The mechanism of oxidation in chromophore maturation of wild-type green fluorescent protein: a theoretical study

Abstract

Oxidation is viewed as the second and rate-limiting step in the chromophore maturation process of the wild-type green fluorescent protein (GFP) under aerobic conditions. Molecular oxygen is the necessary oxidant for GFP chromophore biosynthesis. In this study, density functional theory (DFT) calculations were employed to study the mechanism of oxidation. Our results indicate that the deprotonation of the Tyr66 α-carbon is probably the rate-limiting step in the oxidation step. Electron transfer from the enolate form of the five-membered heterocycle (EFMH) to molecular oxygen, generating the triplet radical complex [EFMH˙⋯O₂⁻˙]^T, is an important step. This complex undergoes intersystem crossing to form an open-shell singlet diradical complex before it forms the closed-shell singlet hydroperoxy adduct.

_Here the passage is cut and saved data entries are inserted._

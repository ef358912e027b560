//! Per-file work: compute the destination name, then rename or copy.
//!
//! ## Destinations
//!
//! | Mode | Source name fed to the codec | Destination |
//! |------|------------------------------|-------------|
//! | encode, in place | canonical absolute path | `<anchor>/<encoded>` |
//! | encode, output | canonical absolute path | `<output_root>/<encoded>` (copy) |
//! | decode | the entry's own name | `<entry's directory>/<decoded>` |
//!
//! The anchor is the root of the walk. Encoding flattens the whole absolute
//! path into one name, so every encoded file lands directly in the anchor (or
//! the output root). Decoding may re-introduce separators; the directories
//! they name are created first.
//!
//! A destination equal to its source is a no-op: no filesystem call is made.

use crate::codec::{self, Direction, NameKind};
use crate::fs::Filesystem;
use crate::paths::{self, PathBytes, PathTooLong};
use crate::report::{EntryError, FsOp};
use std::path::{Path, PathBuf};
use tracing::debug;

/// Fixed inputs for every file of one walk.
#[derive(Debug, Clone)]
pub struct FileContext {
    /// Directory that receives in-place encoded files.
    pub anchor: PathBuf,
    /// Copy destination. `None` means rename in place.
    pub output_root: Option<PathBuf>,
    /// Mode for directories created on the way.
    pub dir_mode: u32,
}

impl FileContext {
    pub fn in_place(anchor: impl Into<PathBuf>, dir_mode: u32) -> Self {
        Self {
            anchor: anchor.into(),
            output_root: None,
            dir_mode,
        }
    }
}

/// What happened to one file.
#[derive(Debug, Clone, PartialEq, Eq)]
pub enum FileOutcome {
    Unchanged,
    Renamed { from: PathBuf, to: PathBuf },
    Copied { from: PathBuf, to: PathBuf },
}

/// Rename `path` to its transformed name, or copy it when an output root is
/// set.
///
/// The output root only applies when encoding; decoding always renames.
pub fn process_file<F: Filesystem + ?Sized>(
    fs: &F,
    ctx: &FileContext,
    path: &Path,
    direction: Direction,
) -> Result<FileOutcome, EntryError> {
    let dest = match (direction, &ctx.output_root) {
        (Direction::Encode, Some(output_root)) => {
            return process_file_output(fs, ctx, path, output_root);
        }
        (Direction::Encode, None) => encoded_under(fs, path, &ctx.anchor)?,
        (Direction::Decode, _) => decoded_beside(path)?,
    };

    if dest.as_path() == path {
        debug!(path = %path.display(), "name unchanged");
        return Ok(FileOutcome::Unchanged);
    }

    if direction == Direction::Decode {
        ensure_parent(fs, path, &dest, ctx.dir_mode)?;
    }

    fs.rename(path, &dest)
        .map_err(|e| EntryError::io(FsOp::Rename, path, e))?;
    Ok(FileOutcome::Renamed {
        from: path.to_path_buf(),
        to: dest,
    })
}

/// Copy `path` to `<output_root>/<encoded absolute path>`.
///
/// The source is only read.
pub fn process_file_output<F: Filesystem + ?Sized>(
    fs: &F,
    ctx: &FileContext,
    path: &Path,
    output_root: &Path,
) -> Result<FileOutcome, EntryError> {
    let dest = encoded_under(fs, path, output_root)?;
    ensure_parent(fs, path, &dest, ctx.dir_mode)?;
    fs.copy_bytes(path, &dest)
        .map_err(|e| EntryError::io(FsOp::Copy, path, e))?;
    Ok(FileOutcome::Copied {
        from: path.to_path_buf(),
        to: dest,
    })
}

/// `<dir>/<file-encoded canonical path of source>`.
fn encoded_under<F: Filesystem + ?Sized>(
    fs: &F,
    source: &Path,
    dir: &Path,
) -> Result<PathBuf, EntryError> {
    let absolute = fs
        .resolve_absolute(source)
        .map_err(|e| EntryError::io(FsOp::Resolve, source, e))?;
    let too_long = |e: PathTooLong| EntryError::too_long(source, e);

    let name = codec::transform(
        &paths::os_bytes(absolute.as_os_str()),
        Direction::Encode,
        NameKind::File,
    )
    .map_err(too_long)?;
    Ok(PathBytes::from_path(dir)
        .and_then(|d| d.join(name.as_bytes()))
        .map_err(too_long)?
        .to_path_buf())
}

/// The entry's name decoded and placed back in the entry's own directory.
fn decoded_beside(source: &Path) -> Result<PathBuf, EntryError> {
    let Some(name) = source.file_name() else {
        return Ok(source.to_path_buf());
    };
    let parent = source.parent().unwrap_or_else(|| Path::new(""));
    let too_long = |e: PathTooLong| EntryError::too_long(source, e);

    let decoded = codec::transform(&paths::os_bytes(name), Direction::Decode, NameKind::File)
        .map_err(too_long)?;
    Ok(PathBytes::from_path(parent)
        .and_then(|p| p.join(decoded.as_bytes()))
        .map_err(too_long)?
        .to_path_buf())
}

/// Create the destination's directory unless it is the one the source is
/// already in.
fn ensure_parent<F: Filesystem + ?Sized>(
    fs: &F,
    source: &Path,
    dest: &Path,
    mode: u32,
) -> Result<(), EntryError> {
    let Some(parent) = dest.parent().filter(|p| !p.as_os_str().is_empty()) else {
        return Ok(());
    };
    if source.parent() == Some(parent) {
        return Ok(());
    }
    fs.make_dir_recursive(parent, mode)
        .map_err(|e| EntryError::io(FsOp::MakeDir, parent, e))
}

The formation of the hydroperoxy adduct is a proton-coupled electron transfer process. The energy barrier of H₂O₂ elimination is 16.5 kcal mol⁻¹. The oxidation product IFMH⋯H₂O₂ that we discovered is a hydroxylated cyclic imine structure, which is consistent with the crystal structure trapped in the colorless Y66L variant. The relative energy of the oxidation product is −48.7 kcal mol⁻¹, which is in accordance with the experimental observation that the thermodynamically unfavourable cyclized product is trapped by oxidation. The results herein support the cyclization–oxidation–dehydration mechanism for the chromophore maturation of GFP.